AtlantiCare is one of the 43 hospital systems in New Jersey that provides, or residency programs for those who have graduated from medical school. For years, it has also worked with other regional medical schools to host third-year students; typically, medical schools involve two years of primarily classroom-based education, then several years of clinical experience.
But the partnership with GCSOM goes beyond these existing programs, Zampino said, and offers a unique approach for students. “This is a longitudinal integrated curriculum,” he explained, referring to tracking the same patients over time, “which is very different from what most of us went through in medical school and very different from most current medical schools.”
The model, which the GCSOM campuses share, allows students to spend half a year in a hospital setting, rotating among family medicine, internal medicine, OB/GYN, pediatrics, psychiatry and surgery. While that part is fairly standard, Zampino said, in the second six months, there’s a twist: Students are assigned to physicians in each of those specialties and work with them, and their patients, for the rest of the year.
“It’s meant to foster more than the traditional relationship of the physician acting as a preceptor to that student and develop more of a relationship of mentor or coach,” Zampino said. “It’s also meant to foster more of a continuous experience so (students) can start to see and develop relationships with the same or similar sets of patients over that time.”
Other versions ofmedical education models exist in New Jersey. Last year, the Morristown-based Atlantic Health System and Philadelphia’s Thomas Jefferson University’s Sidney Kimmel Medical College added a longitudinal program that enables students to follow patients to many providers throughout the system of care. Atlantic Health has several hundred third- and fourth-year medical students at its main facilities and also provides graduate medical education.
This approach is also catching on at Theat Seton Hall University, which opened last summer. The first private medical school to open in the state in 50 years, it has built a program that specifically focuses students on the health of families in the community.
The Geisinger program also has other novel features, officials said. The school is the only one in the nation to have been founded by a community coalition of doctors, business leaders and several attorneys, joining forces to boost the number of healthcare providers in northeastern and central Pennsylvania and improve residents’ access to quality care. The group raised funds, created a program and welcomed its first class in 2009; an academic building in Scranton followed in 2011.
Unlike most medical schools, Scheinman said GCSOM did not have a teaching hospital of its own when founded, but now depends on facilities at its regional campuses — including Geisinger Medical Center in Danville, PA — for clinical training. Most hospitals in that part of Pennsylvania were small community facilities, he said, so the coalition sought to develop a new model to prepare students not just for hospital work but for outpatient care, which is an essential component of the region’s health system.
“Much less is happening in the hospital and much more is happening in the outpatient setting,” Scheinman said.

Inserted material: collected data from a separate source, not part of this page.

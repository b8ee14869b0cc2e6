//! Typed notification bus consumed by the UI layer.

use chrono::{DateTime, Utc};
use serde::Serialize;
use tokio::sync::broadcast;

use crate::conflict::ConflictStrategy;
use crate::record::Record;
use crate::status::{Connectivity, SyncStatus};

/// Events are dropped for listeners that fall this far behind.
const EVENT_BUFFER: usize = 256;

/// Notifications produced by the sync core.
#[derive(Debug, Clone, PartialEq, Serialize)]
#[serde(tag = "event", rename_all = "camelCase")]
pub enum SyncEvent {
    /// The sync queue changed.
    #[serde(rename_all = "camelCase")]
    QueueChanged { pending_count: u64 },

    /// Composite status snapshot, built with [`SyncEvent::status_updated`].
    #[serde(rename_all = "camelCase")]
    StatusUpdated {
        last_sync: Option<DateTime<Utc>>,
        conflict_count: u64,
        queue_count: u64,
        connectivity: Connectivity,
    },

    /// Two versions of a record were edited within the conflict window.
    #[serde(rename_all = "camelCase")]
    ConflictDetected {
        collection: String,
        local: Record,
        remote: Record,
        resolved: Record,
        strategy: ConflictStrategy,
        total: u64,
    },

    /// A collection's contents changed, whatever the origin of the change.
    #[serde(rename_all = "camelCase")]
    CollectionUpdated {
        collection: String,
        records: Vec<Record>,
    },
}

impl SyncEvent {
    pub fn status_updated(status: &SyncStatus) -> Self {
        SyncEvent::StatusUpdated {
            last_sync: status.last_sync_at,
            conflict_count: status.conflict_count,
            queue_count: status.pending_count,
            connectivity: status.connectivity,
        }
    }

    /// UI-facing event name, e.g. `queueChanged` or `clientesUpdated`.
    pub fn name(&self) -> String {
        match self {
            SyncEvent::QueueChanged { .. } => "queueChanged".to_string(),
            SyncEvent::StatusUpdated { .. } => "statusUpdated".to_string(),
            SyncEvent::ConflictDetected { .. } => "conflictDetected".to_string(),
            SyncEvent::CollectionUpdated { collection, .. } => format!("{}Updated", collection),
        }
    }
}

/// Process-wide publish/subscribe channel for [`SyncEvent`]s.
///
/// Cloning the bus shares the channel; every subscriber sees every event
/// published after it subscribed.
#[derive(Debug, Clone)]
pub struct EventBus {
    sender: broadcast::Sender<SyncEvent>,
}

impl EventBus {
    pub fn new() -> Self {
        let (sender, _) = broadcast::channel(EVENT_BUFFER);
        Self { sender }
    }

    pub fn subscribe(&self) -> broadcast::Receiver<SyncEvent> {
        self.sender.subscribe()
    }

    pub fn publish(&self, event: SyncEvent) {
        tracing::trace!("event {}", event.name());
        // No listeners is fine
        let _ = self.sender.send(event);
    }
}

impl Default for EventBus {
    fn default() -> Self {
        Self::new()
    }
}
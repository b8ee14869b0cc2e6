use clap::{Args, Subcommand};
use renova_sync_core::SyncEngine;

use super::{CommandError, OutputFormat};

/// Inspect and maintain the sync queue
#[derive(Args)]
pub struct QueueCommand {
    #[command(subcommand)]
    pub command: QueueSubcommand,
}

#[derive(Subcommand)]
pub enum QueueSubcommand {
    /// List pending changes
    List {
        /// Output format
        #[arg(long, short, value_enum, default_value = "text")]
        format: OutputFormat,
    },

    /// Delete changes the server already acknowledged
    Compact,

    /// Drop every pending change without sending it
    Clear,
}

impl QueueCommand {
    pub async fn run(&self, engine: &SyncEngine) -> Result<(), CommandError> {
        let queue = engine.queue().ok_or_else(|| {
            CommandError::InvalidInput("sync queue is unavailable in this data directory".into())
        })?;

        match &self.command {
            QueueSubcommand::List { format } => {
                let pending = queue.list_pending().await?;
                match format {
                    OutputFormat::Json => {
                        println!("{}", serde_json::to_string_pretty(&pending)?);
                    }
                    OutputFormat::Text => {
                        if pending.is_empty() {
                            println!("Queue is empty.");
                        }
                        for item in &pending {
                            println!(
                                "{}  {:<6} {}/{}  {}",
                                item.enqueued_at.format("%Y-%m-%d %H:%M:%S"),
                                item.operation,
                                item.collection,
                                item.payload.id(),
                                item.id
                            );
                        }
                    }
                }
            }
            QueueSubcommand::Compact => {
                let removed = queue.compact().await?;
                println!("✓ Removed {} synced item(s)", removed);
            }
            QueueSubcommand::Clear => {
                let dropped = queue.clear().await?;
                println!("✓ Dropped {} pending item(s)", dropped);
                println!("  Run `renova sync` to reload local data from the server.");
            }
        }
        Ok(())
    }
}

#[cfg(test)]
mod tests {
    use super::*;
    use renova_sync_core::{MemoryRemoteStore, Record, SharedStorage};
    use serde_json::json;
    use std::sync::Arc;

    #[tokio::test]
    async fn test_clear_then_compact() {
        let engine =
            SyncEngine::builder(SharedStorage::in_memory(), Arc::new(MemoryRemoteStore::new()))
                .memory_queue()
                .build()
                .await;
        engine
            .create("crm_caixa", Record::from_value(json!({"id": 1})).unwrap())
            .await
            .unwrap();

        QueueCommand {
            command: QueueSubcommand::Clear,
        }
        .run(&engine)
        .await
        .unwrap();
        assert_eq!(engine.status().await.pending_count, 0);

        QueueCommand {
            command: QueueSubcommand::Compact,
        }
        .run(&engine)
        .await
        .unwrap();
        assert!(engine.queue().unwrap().list_pending().await.unwrap().is_empty());
    }

    #[tokio::test]
    async fn test_queueless_engine_is_reported() {
        let engine =
            SyncEngine::builder(SharedStorage::in_memory(), Arc::new(MemoryRemoteStore::new()))
                .without_queue()
                .build()
                .await;
        let result = QueueCommand {
            command: QueueSubcommand::Compact,
        }
        .run(&engine)
        .await;
        assert!(matches!(result, Err(CommandError::InvalidInput(_))));
    }
}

GCSOM students are also involved with the local community from the start of their medical education, Scheinman noted. While most schools focus on classroom learning in the first years, Geisinger students spend three-quarters of their time on group learning projects, examining case studies or engaged with other hands-on education. They are also required to perform 100 hours of community service as undergraduates, he said.
“We want to teach them not just the science of medicine, but the art,” Scheinman said. “And the art is centered around understanding your patients, not just understanding the disease.”